CNN objects to conscience

This subject again.

CNN, that bastion of upstanding plants ethics, objects to doctors with morals - or at least the ones who act on them.

The CNN video (not a "news piece") shows interviews with a woman who was refused contraception by one doctor and a second interview with another doctor who is Catholic and who does not believe that contraception is moral and so he does not prescribe it.

The reporter is shocked that 60% of doctors feel that it's okay to tell patients our moral views.

The reporter asked the patient whether she felt "rejected." The woman said that she did and that she felt that the doctor was judging her and imposing his morals on her. She said that any doctor who would not do what his patients wanted should not be in practice.

The woman isn't judging or imposing her morals on every doctor, is it?

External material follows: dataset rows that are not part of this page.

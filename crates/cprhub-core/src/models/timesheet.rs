//! Instructor timesheets.

use chrono::{DateTime, NaiveDate, Utc};
use serde::{Deserialize, Serialize};
use uuid::Uuid;

string_enum! {
    pub enum TimesheetStatus {
        Pending => "pending",
        Approved => "approved",
        Rejected => "rejected",
    }
}

/// Weekly hours claimed by an instructor. One per instructor per week.
#[derive(Debug, Clone, Serialize, Deserialize)]
pub struct Timesheet {
    pub id: Uuid,
    pub instructor_id: Uuid,
    /// Always a Monday.
    pub week_start_date: NaiveDate,
    pub hours: f64,
    pub courses_taught: u32,
    pub notes: Option<String>,
    pub status: TimesheetStatus,
    pub review_comment: Option<String>,
    pub reviewed_by: Option<Uuid>,
    pub reviewed_at: Option<DateTime<Utc>>,
    pub created_at: DateTime<Utc>,
    pub updated_at: DateTime<Utc>,
}

#[derive(Debug, Clone, Serialize, Deserialize)]
pub struct CreateTimesheet {
    pub instructor_id: Uuid,
    pub week_start_date: NaiveDate,
    pub hours: f64,
    pub courses_taught: u32,
    pub notes: Option<String>,
}

#[derive(Debug, Clone, Serialize, Deserialize, Default)]
pub struct UpdateTimesheet {
    pub hours: Option<f64>,
    pub courses_taught: Option<u32>,
    pub notes: Option<String>,
}

#[derive(Debug, Clone, Default)]
pub struct TimesheetFilter {
    pub instructor_id: Option<Uuid>,
    pub status: Option<TimesheetStatus>,
}
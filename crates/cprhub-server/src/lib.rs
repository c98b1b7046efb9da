//! CPRHub REST API
//!
//! Role-scoped HTTP endpoints over the repositories in `cprhub-db`, with
//! bearer-token authentication from `cprhub-auth`. Every response except
//! `/health` is wrapped in a `{ "success", "data" | "error" }` envelope.

pub mod config;
pub mod dto;
pub mod envelope;
pub mod error;
pub mod extract;
pub mod routes;
pub mod server;
pub mod state;

pub use routes::create_router;
pub use server::{create_server, run_server};
pub use state::{ApiConfig, AppState};
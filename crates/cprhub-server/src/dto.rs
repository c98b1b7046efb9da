//! Request and response bodies that differ from the domain models.

use chrono::NaiveDate;
use cprhub_core::models::course_request::CourseStatus;
use cprhub_core::models::course_student::NewStudent;
use cprhub_core::models::invoice::{InvoiceStatus, InvoiceSummary};
use cprhub_core::models::payment::{Payment, PaymentMethod};
use cprhub_core::models::payment_request::PaymentRequestStatus;
use cprhub_core::models::profile_change::{ProfileChangeStatus, ProfileField};
use cprhub_core::models::timesheet::TimesheetStatus;
use cprhub_core::models::user::{Role, User, UserStatus};
use cprhub_core::models::vendor_invoice::VendorInvoiceStatus;
use cprhub_core::repository::Pagination;
use serde::{Deserialize, Deserializer, Serialize};
use uuid::Uuid;

// ---------------------------------------------------------------------------
// Auth
// ---------------------------------------------------------------------------

#[derive(Debug, Deserialize)]
pub struct LoginRequest {
    #[serde(alias = "email", alias = "username_or_email")]
    pub username: String,
    pub password: String,
}

#[derive(Debug, Serialize)]
pub struct LoginResponse {
    pub access_token: String,
    pub token_type: &'static str,
    pub expires_in: u64,
    pub user: User,
}

// ---------------------------------------------------------------------------
// Listing
// ---------------------------------------------------------------------------

/// Query strings with a status filter and paging. Kept flat because
/// `#[serde(flatten)]` breaks number parsing in query strings.
#[derive(Debug, Deserialize)]
pub struct ListQuery<S> {
    pub offset: Option<u64>,
    pub limit: Option<u64>,
    pub status: Option<S>,
    pub organization_id: Option<Uuid>,
    pub instructor_id: Option<Uuid>,
}

impl<S> ListQuery<S> {
    pub fn pagination(&self) -> Pagination {
        Pagination::from_query(self.offset, self.limit)
    }
}

pub type CourseListQuery = ListQuery<CourseStatus>;
pub type InvoiceListQuery = ListQuery<InvoiceStatus>;
pub type VendorInvoiceListQuery = ListQuery<VendorInvoiceStatus>;
pub type TimesheetListQuery = ListQuery<TimesheetStatus>;
pub type PaymentRequestListQuery = ListQuery<PaymentRequestStatus>;
pub type ProfileChangeListQuery = ListQuery<ProfileChangeStatus>;

#[derive(Debug, Default, Deserialize)]
pub struct UserListQuery {
    pub offset: Option<u64>,
    pub limit: Option<u64>,
    pub role: Option<Role>,
    pub status: Option<UserStatus>,
}

#[derive(Debug, Default, Deserialize)]
pub struct PageQuery {
    pub offset: Option<u64>,
    pub limit: Option<u64>,
}

#[derive(Debug, Default, Deserialize)]
pub struct ActiveQuery {
    #[serde(default)]
    pub include_inactive: bool,
}

#[derive(Debug, Deserialize)]
pub struct DateQuery {
    pub date: NaiveDate,
}

#[derive(Debug, Default, Deserialize)]
pub struct CategoryQuery {
    pub category: Option<String>,
}

// ---------------------------------------------------------------------------
// Courses
// ---------------------------------------------------------------------------

#[derive(Debug, Deserialize)]
pub struct CourseRequestBody {
    /// Required for admins; organization users book for their own.
    pub organization_id: Option<Uuid>,
    pub course_type_id: Uuid,
    pub location: String,
    pub scheduled_date: NaiveDate,
    pub expected_students: u32,
    pub notes: Option<String>,
}

#[derive(Debug, Deserialize)]
pub struct ConfirmRequest {
    pub instructor_id: Uuid,
}

#[derive(Debug, Default, Deserialize)]
pub struct CancelRequest {
    pub reason: Option<String>,
}

#[derive(Debug, Deserialize)]
pub struct RosterRequest {
    pub students: Vec<NewStudent>,
}

#[derive(Debug, Deserialize)]
pub struct AttendanceRequest {
    pub attended: bool,
}

#[derive(Debug, Deserialize)]
pub struct AvailabilityRequest {
    pub date: NaiveDate,
}

// ---------------------------------------------------------------------------
// Review decisions
// ---------------------------------------------------------------------------

#[derive(Debug, Deserialize)]
pub struct ReasonRequest {
    pub reason: String,
}

#[derive(Debug, Default, Deserialize)]
pub struct NotesRequest {
    pub notes: Option<String>,
}

#[derive(Debug, Default, Deserialize)]
pub struct CommentRequest {
    pub comment: Option<String>,
}

#[derive(Debug, Default, Deserialize)]
pub struct PayRequest {
    pub reference: Option<String>,
}

// ---------------------------------------------------------------------------
// Billing
// ---------------------------------------------------------------------------

#[derive(Debug, Deserialize)]
pub struct GenerateInvoiceRequest {
    pub course_request_id: Uuid,
}

#[derive(Debug, Deserialize)]
pub struct PaymentBody {
    pub amount_cents: i64,
    pub method: PaymentMethod,
    pub reference: Option<String>,
    /// Defaults to today.
    pub payment_date: Option<NaiveDate>,
    pub notes: Option<String>,
}

/// Invoice summary together with its payments.
#[derive(Debug, Serialize)]
pub struct InvoiceDetail {
    #[serde(flatten)]
    pub summary: InvoiceSummary,
    pub payments: Vec<Payment>,
}

#[derive(Debug, Deserialize)]
pub struct VendorInvoiceBody {
    pub invoice_number: String,
    pub description: String,
    pub amount_cents: i64,
    pub invoice_date: NaiveDate,
    pub due_date: NaiveDate,
}

// ---------------------------------------------------------------------------
// Payroll
// ---------------------------------------------------------------------------

#[derive(Debug, Deserialize)]
pub struct TimesheetBody {
    pub week_start_date: NaiveDate,
    pub hours: f64,
    #[serde(default)]
    pub courses_taught: u32,
    pub notes: Option<String>,
}

// ---------------------------------------------------------------------------
// Administration
// ---------------------------------------------------------------------------

#[derive(Debug, Deserialize)]
pub struct ProfileChangeBody {
    pub field: ProfileField,
    pub new_value: String,
}

/// User edits where `null` clears a nullable field and an absent key
/// leaves it unchanged.
#[derive(Debug, Default, Deserialize)]
pub struct UpdateUserBody {
    pub email: Option<String>,
    pub full_name: Option<String>,
    #[serde(default, deserialize_with = "present")]
    pub phone: Option<Option<String>>,
    pub role: Option<Role>,
    pub status: Option<UserStatus>,
    #[serde(default, deserialize_with = "present")]
    pub organization_id: Option<Option<Uuid>>,
    pub password: Option<String>,
}

fn present<'de, D, T>(de: D) -> Result<Option<Option<T>>, D::Error>
where
    D: Deserializer<'de>,
    T: Deserialize<'de>,
{
    Option::<T>::deserialize(de).map(Some)
}

#[derive(Debug, Deserialize)]
pub struct ConfigurationBody {
    pub value: String,
    pub description: Option<String>,
}

#[derive(Debug, Serialize)]
pub struct CleanupResponse {
    pub removed: u64,
}

#[cfg(test)]
mod tests {
    use super::*;

    #[test]
    fn absent_and_null_are_distinct() {
        let absent: UpdateUserBody = serde_json::from_str("{}").unwrap();
        assert_eq!(absent.phone, None);

        let cleared: UpdateUserBody = serde_json::from_str(r#"{"phone": null}"#).unwrap();
        assert_eq!(cleared.phone, Some(None));

        let set: UpdateUserBody = serde_json::from_str(r#"{"phone": "555-0100"}"#).unwrap();
        assert_eq!(set.phone, Some(Some("555-0100".into())));
    }

    #[test]
    fn login_accepts_email_key() {
        let req: LoginRequest =
            serde_json::from_str(r#"{"email": "a@example.com", "password": "x"}"#).unwrap();
        assert_eq!(req.username, "a@example.com");
    }
}
pub(crate) fn summary_of(invoice: Invoice, payments: &[Payment], now: DateTime<Utc>) -> InvoiceSummary {
    let balance = Balance::of(&invoice, payments);
    let overdue = invoice.status == InvoiceStatus::Posted && billing::is_overdue(&invoice, &balance, now);
    InvoiceSummary {
        invoice,
        amount_paid_cents: balance.paid_cents,
        pending_payments_cents: balance.pending_cents,
        balance_due_cents: balance.due_cents,
        overdue,
    }
}

pub(crate) async fn invoice_detail(state: &AppState, invoice: Invoice) -> ApiResult<InvoiceDetail> {
    let payments = state.payments.list_for_invoice(invoice.id).await?;
    Ok(InvoiceDetail {
        summary: summary_of(invoice, &payments, Utc::now()),
        payments,
    })
}

/// Page of invoices with their balances.
pub(crate) async fn invoice_page(
    state: &AppState,
    filter: InvoiceFilter,
    query: &InvoiceListQuery,
) -> ApiResult<PaginatedResult<InvoiceSummary>> {
    let page = state.invoices.list(filter, query.pagination()).await?;
    let ids: Vec<Uuid> = page.items.iter().map(|invoice| invoice.id).collect();
    let payments = state.payments.list_for_invoices(&ids).await?;
    let now = Utc::now();
    Ok(page.map(|invoice| summary_of(invoice, &payments, now)))
}
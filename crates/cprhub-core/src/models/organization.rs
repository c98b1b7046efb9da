//! Organization domain model.
//!
//! Organizations are the customers that book training courses. Users
//! with the `organization` role act on behalf of exactly one of them.

use chrono::{DateTime, Utc};
use serde::{Deserialize, Serialize};
use uuid::Uuid;

#[derive(Debug, Clone, Serialize, Deserialize)]
pub struct Organization {
    pub id: Uuid,
    /// Unique display name.
    pub name: String,
    pub contact_email: String,
    pub contact_phone: Option<String>,
    pub address: Option<String>,
    pub created_at: DateTime<Utc>,
    pub updated_at: DateTime<Utc>,
}

/// Fields required to create a new organization.
#[derive(Debug, Clone, Serialize, Deserialize)]
pub struct CreateOrganization {
    pub name: String,
    pub contact_email: String,
    pub contact_phone: Option<String>,
    pub address: Option<String>,
}

/// Fields that can be updated on an existing organization.
#[derive(Debug, Clone, Serialize, Deserialize, Default)]
pub struct UpdateOrganization {
    pub name: Option<String>,
    pub contact_email: Option<String>,
    pub contact_phone: Option<String>,
    pub address: Option<String>,
}
//! SurrealDB implementation of [`VendorInvoiceRepository`].

use chrono::{DateTime, Utc};
use cprhub_core::error::CprResult;
use cprhub_core::models::vendor_invoice::{
    CreateVendorInvoice, UpdateVendorInvoice, VendorInvoice, VendorInvoiceFilter,
    VendorInvoiceStatus,
};
use cprhub_core::repository::{PaginatedResult, Pagination, VendorInvoiceRepository};
use surrealdb::{Connection, Surreal};
use surrealdb_types::SurrealValue;
use uuid::Uuid;

use super::support::{
    CountRow, date_str, not_found, parse_date, parse_enum, parse_uuid, stale, write_error,
};
use crate::error::DbError;

const SELECT_FIELDS: &str = "SELECT meta::id(id) AS record_id, *";

#[derive(Debug, SurrealValue)]
struct VendorInvoiceRow {
    record_id: String,
    vendor_id: String,
    invoice_number: String,
    description: String,
    amount_cents: i64,
    invoice_date: String,
    due_date: String,
    status: String,
    rejection_reason: Option<String>,
    submitted_at: Option<DateTime<Utc>>,
    approved_at: Option<DateTime<Utc>>,
    paid_at: Option<DateTime<Utc>>,
    payment_reference: Option<String>,
    created_at: DateTime<Utc>,
    updated_at: DateTime<Utc>,
}

impl VendorInvoiceRow {
    fn try_into_vendor_invoice(self) -> Result<VendorInvoice, DbError> {
        Ok(VendorInvoice {
            id: parse_uuid("vendor invoice", &self.record_id)?,
            vendor_id: parse_uuid("vendor", &self.vendor_id)?,
            invoice_number: self.invoice_number,
            description: self.description,
            amount_cents: self.amount_cents,
            invoice_date: parse_date("invoice_date", &self.invoice_date)?,
            due_date: parse_date("due_date", &self.due_date)?,
            status: parse_enum::<VendorInvoiceStatus>("vendor invoice status", &self.status)?,
            rejection_reason: self.rejection_reason,
            submitted_at: self.submitted_at,
            approved_at: self.approved_at,
            paid_at: self.paid_at,
            payment_reference: self.payment_reference,
            created_at: self.created_at,
            updated_at: self.updated_at,
        })
    }
}

/// SurrealDB implementation of the VendorInvoice repository.
#[derive(Clone)]
pub struct SurrealVendorInvoiceRepository<C: Connection> {
    db: Surreal<C>,
}

impl<C: Connection> SurrealVendorInvoiceRepository<C> {
    pub fn new(db: Surreal<C>) -> Self {
        Self { db }
    }

    async fn fetch(&self, id: &str) -> Result<VendorInvoice, DbError> {
        let query = format!("{SELECT_FIELDS} FROM type::record('vendor_invoice', $id)");
        let mut result = self
            .db
            .query(&query)
            .bind(("id", id.to_string()))
            .await?;
        let rows: Vec<VendorInvoiceRow> = result.take(0)?;
        rows.into_iter()
            .next()
            .ok_or_else(|| not_found("vendor invoice", id))?
            .try_into_vendor_invoice()
    }

    /// Status-guarded update. `$from`, `$reason` and `$reference` are
    /// always bound.
    async fn transition(
        &self,
        id: Uuid,
        sets: &str,
        from: VendorInvoiceStatus,
        reason: Option<String>,
        reference: Option<String>,
    ) -> Result<VendorInvoice, DbError> {
        let id_str = id.to_string();
        let query = format!(
            "UPDATE type::record('vendor_invoice', $id) SET {sets}, \
             updated_at = time::now() WHERE status = $from"
        );
        let mut result = self
            .db
            .query(&query)
            .bind(("id", id_str.clone()))
            .bind(("from", from.as_str()))
            .bind(("reason", reason))
            .bind(("reference", reference))
            .await?;
        let updated: Vec<surrealdb_types::Value> = result.take(0)?;
        if updated.is_empty() {
            return Err(stale(
                &self.db,
                "vendor_invoice",
                "vendor invoice",
                &id_str,
                from.as_str(),
            )
            .await);
        }
        self.fetch(&id_str).await
    }
}

impl<C: Connection> VendorInvoiceRepository for SurrealVendorInvoiceRepository<C> {
    async fn create(&self, input: CreateVendorInvoice) -> CprResult<VendorInvoice> {
        let id = Uuid::new_v4().to_string();

        self.db
            .query(
                "CREATE type::record('vendor_invoice', $id) SET \
                 vendor_id = $vendor_id, invoice_number = $invoice_number, \
                 description = $description, amount_cents = $amount_cents, \
                 invoice_date = $invoice_date, due_date = $due_date, \
                 status = 'pending_submission'",
            )
            .bind(("id", id.clone()))
            .bind(("vendor_id", input.vendor_id.to_string()))
            .bind(("invoice_number", input.invoice_number))
            .bind(("description", input.description))
            .bind(("amount_cents", input.amount_cents))
            .bind(("invoice_date", date_str(input.invoice_date)))
            .bind(("due_date", date_str(input.due_date)))
            .await
            .map_err(DbError::from)?
            .check()
            .map_err(|e| write_error("vendor invoice number", e))?;

        Ok(self.fetch(&id).await?)
    }

    async fn get_by_id(&self, id: Uuid) -> CprResult<VendorInvoice> {
        Ok(self.fetch(&id.to_string()).await?)
    }

    async fn update(
        &self,
        id: Uuid,
        from: VendorInvoiceStatus,
        input: UpdateVendorInvoice,
    ) -> CprResult<VendorInvoice> {
        let id_str = id.to_string();

        let mut sets = Vec::new();
        if input.invoice_number.is_some() {
            sets.push("invoice_number = $invoice_number");
        }
        if input.description.is_some() {
            sets.push("description = $description");
        }
        if input.amount_cents.is_some() {
            sets.push("amount_cents = $amount_cents");
        }
        if input.invoice_date.is_some() {
            sets.push("invoice_date = $invoice_date");
        }
        if input.due_date.is_some() {
            sets.push("due_date = $due_date");
        }
        sets.push("updated_at = time::now()");

        let query = format!(
            "UPDATE type::record('vendor_invoice', $id) SET {} WHERE status = $from",
            sets.join(", ")
        );

        let mut builder = self
            .db
            .query(&query)
            .bind(("id", id_str.clone()))
            .bind(("from", from.as_str()));
        if let Some(invoice_number) = input.invoice_number {
            builder = builder.bind(("invoice_number", invoice_number));
        }
        if let Some(description) = input.description {
            builder = builder.bind(("description", description));
        }
        if let Some(amount_cents) = input.amount_cents {
            builder = builder.bind(("amount_cents", amount_cents));
        }
        if let Some(invoice_date) = input.invoice_date {
            builder = builder.bind(("invoice_date", date_str(invoice_date)));
        }
        if let Some(due_date) = input.due_date {
            builder = builder.bind(("due_date", date_str(due_date)));
        }

        let mut result = builder
            .await
            .map_err(DbError::from)?
            .check()
            .map_err(|e| write_error("vendor invoice number", e))?;
        let updated: Vec<surrealdb_types::Value> = result.take(0).map_err(DbError::from)?;
        if updated.is_empty() {
            return Err(stale(
                &self.db,
                "vendor_invoice",
                "vendor invoice",
                &id_str,
                from.as_str(),
            )
            .await
            .into());
        }

        Ok(self.fetch(&id_str).await?)
    }

    async fn list(
        &self,
        filter: VendorInvoiceFilter,
        pagination: Pagination,
    ) -> CprResult<PaginatedResult<VendorInvoice>> {
        let mut conditions = vec!["true"];
        if filter.vendor_id.is_some() {
            conditions.push("vendor_id = $vendor_id");
        }
        if !filter.statuses.is_empty() {
            conditions.push("status IN $statuses");
        }
        let where_clause = conditions.join(" AND ");

        let query = format!(
            "SELECT count() AS total FROM vendor_invoice WHERE {where_clause} GROUP ALL; \
             {SELECT_FIELDS} FROM vendor_invoice WHERE {where_clause} \
             ORDER BY created_at DESC \
             LIMIT $limit START $offset"
        );

        let statuses: Vec<String> = filter
            .statuses
            .iter()
            .map(|s| s.as_str().to_string())
            .collect();
        let mut result = self
            .db
            .query(&query)
            .bind(("vendor_id", filter.vendor_id.map(|id| id.to_string())))
            .bind(("statuses", statuses))
            .bind(("limit", pagination.limit))
            .bind(("offset", pagination.offset))
            .await
            .map_err(DbError::from)?;

        let count_rows: Vec<CountRow> = result.take(0).map_err(DbError::from)?;
        let total = count_rows.first().map(|r| r.total).unwrap_or(0);
        let rows: Vec<VendorInvoiceRow> = result.take(1).map_err(DbError::from)?;

        let items = rows
            .into_iter()
            .map(|row| row.try_into_vendor_invoice())
            .collect::<Result<Vec<_>, DbError>>()?;

        Ok(PaginatedResult {
            items,
            total,
            offset: pagination.offset,
            limit: pagination.limit,
        })
    }

    async fn submit(&self, id: Uuid, from: VendorInvoiceStatus) -> CprResult<VendorInvoice> {
        Ok(self
            .transition(
                id,
                "status = 'submitted_to_admin', submitted_at = time::now(), \
                 rejection_reason = NONE",
                from,
                None,
                None,
            )
            .await?)
    }

    async fn approve(&self, id: Uuid) -> CprResult<VendorInvoice> {
        Ok(self
            .transition(
                id,
                "status = 'sent_to_accounting', approved_at = time::now()",
                VendorInvoiceStatus::SubmittedToAdmin,
                None,
                None,
            )
            .await?)
    }

    async fn reject(
        &self,
        id: Uuid,
        from: VendorInvoiceStatus,
        reason: String,
    ) -> CprResult<VendorInvoice> {
        Ok(self
            .transition(
                id,
                "status = 'rejected', rejection_reason = $reason",
                from,
                Some(reason),
                None,
            )
            .await?)
    }

    async fn pay(&self, id: Uuid, reference: Option<String>) -> CprResult<VendorInvoice> {
        Ok(self
            .transition(
                id,
                "status = 'paid', paid_at = time::now(), payment_reference = $reference",
                VendorInvoiceStatus::SentToAccounting,
                None,
                reference,
            )
            .await?)
    }
}
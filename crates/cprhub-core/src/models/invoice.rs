//! Organization invoice domain model.

use chrono::{DateTime, NaiveDate, Utc};
use serde::{Deserialize, Serialize};
use uuid::Uuid;

string_enum! {
    pub enum InvoiceStatus {
        /// Generated by accounting, not yet visible to the organization.
        Pending => "pending",
        Posted => "posted",
        Paid => "paid",
        Void => "void",
    }
}

impl InvoiceStatus {
    /// Statuses the organization portal may see.
    pub const VISIBLE_TO_ORGANIZATION: &'static [InvoiceStatus] =
        &[InvoiceStatus::Posted, InvoiceStatus::Paid];
}

#[derive(Debug, Clone, Serialize, Deserialize)]
pub struct Invoice {
    pub id: Uuid,
    pub invoice_number: String,
    pub course_request_id: Uuid,
    pub organization_id: Uuid,
    pub student_count: u32,
    pub rate_per_student_cents: i64,
    pub subtotal_cents: i64,
    pub tax_cents: i64,
    pub total_cents: i64,
    pub due_date: NaiveDate,
    pub status: InvoiceStatus,
    pub posted_at: Option<DateTime<Utc>>,
    pub paid_at: Option<DateTime<Utc>>,
    pub created_at: DateTime<Utc>,
    pub updated_at: DateTime<Utc>,
}

/// Fully computed invoice ready to be persisted.
#[derive(Debug, Clone)]
pub struct CreateInvoice {
    pub id: Uuid,
    pub invoice_number: String,
    pub course_request_id: Uuid,
    pub organization_id: Uuid,
    pub student_count: u32,
    pub rate_per_student_cents: i64,
    pub subtotal_cents: i64,
    pub tax_cents: i64,
    pub total_cents: i64,
    pub due_date: NaiveDate,
}

/// Invoice with its payment position.
#[derive(Debug, Clone, Serialize, Deserialize)]
pub struct InvoiceSummary {
    #[serde(flatten)]
    pub invoice: Invoice,
    pub amount_paid_cents: i64,
    pub pending_payments_cents: i64,
    pub balance_due_cents: i64,
    pub overdue: bool,
}

/// Query filters for invoice listings.
#[derive(Debug, Clone, Default)]
pub struct InvoiceFilter {
    pub organization_id: Option<Uuid>,
    /// Empty means any status.
    pub statuses: Vec<InvoiceStatus>,
}

#[derive(Debug, Clone, Default, Serialize, Deserialize, PartialEq, Eq)]
pub struct StatusCount {
    pub status: String,
    pub count: u64,
}

/// Accounts-receivable rollup for the accounting portal.
#[derive(Debug, Clone, Default, Serialize, Deserialize)]
pub struct AccountingSummary {
    pub invoices_by_status: Vec<StatusCount>,
    pub total_invoiced_cents: i64,
    pub total_collected_cents: i64,
    pub outstanding_cents: i64,
    pub overdue_count: u64,
    pub overdue_cents: i64,
}
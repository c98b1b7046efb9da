//! Health endpoint

use axum::extract::State;
use axum::Json;
use serde_json::{json, Value};

use crate::state::AppState;

/// Liveness check
pub async fn health_check(State(state): State<AppState>) -> Json<Value> {
    Json(json!({
        "status": "healthy",
        "version": state.version,
    }))
}
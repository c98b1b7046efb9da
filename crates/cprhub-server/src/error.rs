//! API error types

use axum::extract::rejection::{JsonRejection, PathRejection, QueryRejection};
use axum::http::StatusCode;
use axum::response::{IntoResponse, Response};
use axum::Json;
use cprhub_core::error::CprError;
use serde::Serialize;
use thiserror::Error;

/// API error types
#[derive(Error, Debug)]
pub enum ApiError {
    #[error(transparent)]
    Domain(#[from] CprError),

    #[error("Bad request: {0}")]
    BadRequest(String),

    #[error("Missing or malformed bearer token")]
    MissingToken,
}

impl ApiError {
    pub fn bad_request(message: impl Into<String>) -> Self {
        Self::BadRequest(message.into())
    }

    pub fn validation(message: impl Into<String>) -> Self {
        Self::Domain(CprError::validation(message))
    }

    pub fn forbidden(reason: impl Into<String>) -> Self {
        Self::Domain(CprError::denied(reason))
    }

    pub fn conflict(message: impl Into<String>) -> Self {
        Self::Domain(CprError::Conflict(message.into()))
    }

    fn status_and_code(&self) -> (StatusCode, &'static str) {
        match self {
            ApiError::BadRequest(_) => (StatusCode::BAD_REQUEST, "BAD_REQUEST"),
            ApiError::MissingToken => (StatusCode::UNAUTHORIZED, "UNAUTHORIZED"),
            ApiError::Domain(e) => match e {
                CprError::NotFound { .. } => (StatusCode::NOT_FOUND, "NOT_FOUND"),
                CprError::AlreadyExists { .. } => (StatusCode::CONFLICT, "ALREADY_EXISTS"),
                CprError::AuthenticationFailed { .. } => {
                    (StatusCode::UNAUTHORIZED, "UNAUTHORIZED")
                }
                CprError::AuthorizationDenied { .. } => (StatusCode::FORBIDDEN, "FORBIDDEN"),
                CprError::Validation { .. } => (StatusCode::BAD_REQUEST, "VALIDATION_ERROR"),
                CprError::InvalidTransition { .. } => {
                    (StatusCode::CONFLICT, "INVALID_TRANSITION")
                }
                CprError::Conflict(_) => (StatusCode::CONFLICT, "CONFLICT"),
                CprError::Database(_) => (StatusCode::INTERNAL_SERVER_ERROR, "DATABASE_ERROR"),
                CprError::Crypto(_) | CprError::Internal(_) => {
                    (StatusCode::INTERNAL_SERVER_ERROR, "INTERNAL_ERROR")
                }
            },
        }
    }
}

impl From<JsonRejection> for ApiError {
    fn from(rejection: JsonRejection) -> Self {
        Self::BadRequest(rejection.body_text())
    }
}

impl From<PathRejection> for ApiError {
    fn from(rejection: PathRejection) -> Self {
        Self::BadRequest(rejection.body_text())
    }
}

impl From<QueryRejection> for ApiError {
    fn from(rejection: QueryRejection) -> Self {
        Self::BadRequest(rejection.body_text())
    }
}

#[derive(Serialize)]
struct ErrorBody {
    code: &'static str,
    message: String,
}

/// Error envelope: `{ "success": false, "error": { "code", "message" } }`.
#[derive(Serialize)]
struct ErrorResponse {
    success: bool,
    error: ErrorBody,
}

impl IntoResponse for ApiError {
    fn into_response(self) -> Response {
        let (status, code) = self.status_and_code();

        // Internal details stay in the log.
        let message = if status.is_server_error() {
            tracing::error!(error = %self, code, "request failed");
            "internal server error".to_string()
        } else {
            if status == StatusCode::UNAUTHORIZED {
                tracing::warn!(error = %self, "authentication failed");
            } else {
                tracing::debug!(error = %self, code, "request rejected");
            }
            self.to_string()
        };

        let body = ErrorResponse {
            success: false,
            error: ErrorBody { code, message },
        };
        (status, Json(body)).into_response()
    }
}

/// API result type
pub type ApiResult<T> = Result<T, ApiError>;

Doctors make "judgments" all the time. We are not simply dispensers of products that people want. We must "impose" our judgment on patients who smoke (a perfectly legal drug) and drink (ditto) or who have become overweight from eating legal food and choosing not to exercise enough to burn off calories faster than they take them in. We are responsible for determining whether a patient is becoming addicted to pain medications, asking for a note for missing work when they were never sick, or a handicapped parking sticker when they're not disabled.

Much more often, we make judgments about the cause of a patient's symptoms or disease and how best to treat it. Our job is not to make the patient feel good about themselves, although most doctors I've met prefer to do so. What we do is diagnose and treat in order to help the patient be as healthy as we are able.

While I don't object to non-abortifacient contraception, it is an elective service in most cases. It is very rarely necessary to maintain the health of the body of patients. It is truly a "choice."

As I've said before, it would be simpler for people who feel that contraception is important to arrange to pay doctors who will write and dispense those medications and devices to go around to the areas where they are needed.

The alternative is to find a way to trust a doctor who will act against his conscience - to do what he considers the wrong thing for your pet issue - to do the right thing every other time.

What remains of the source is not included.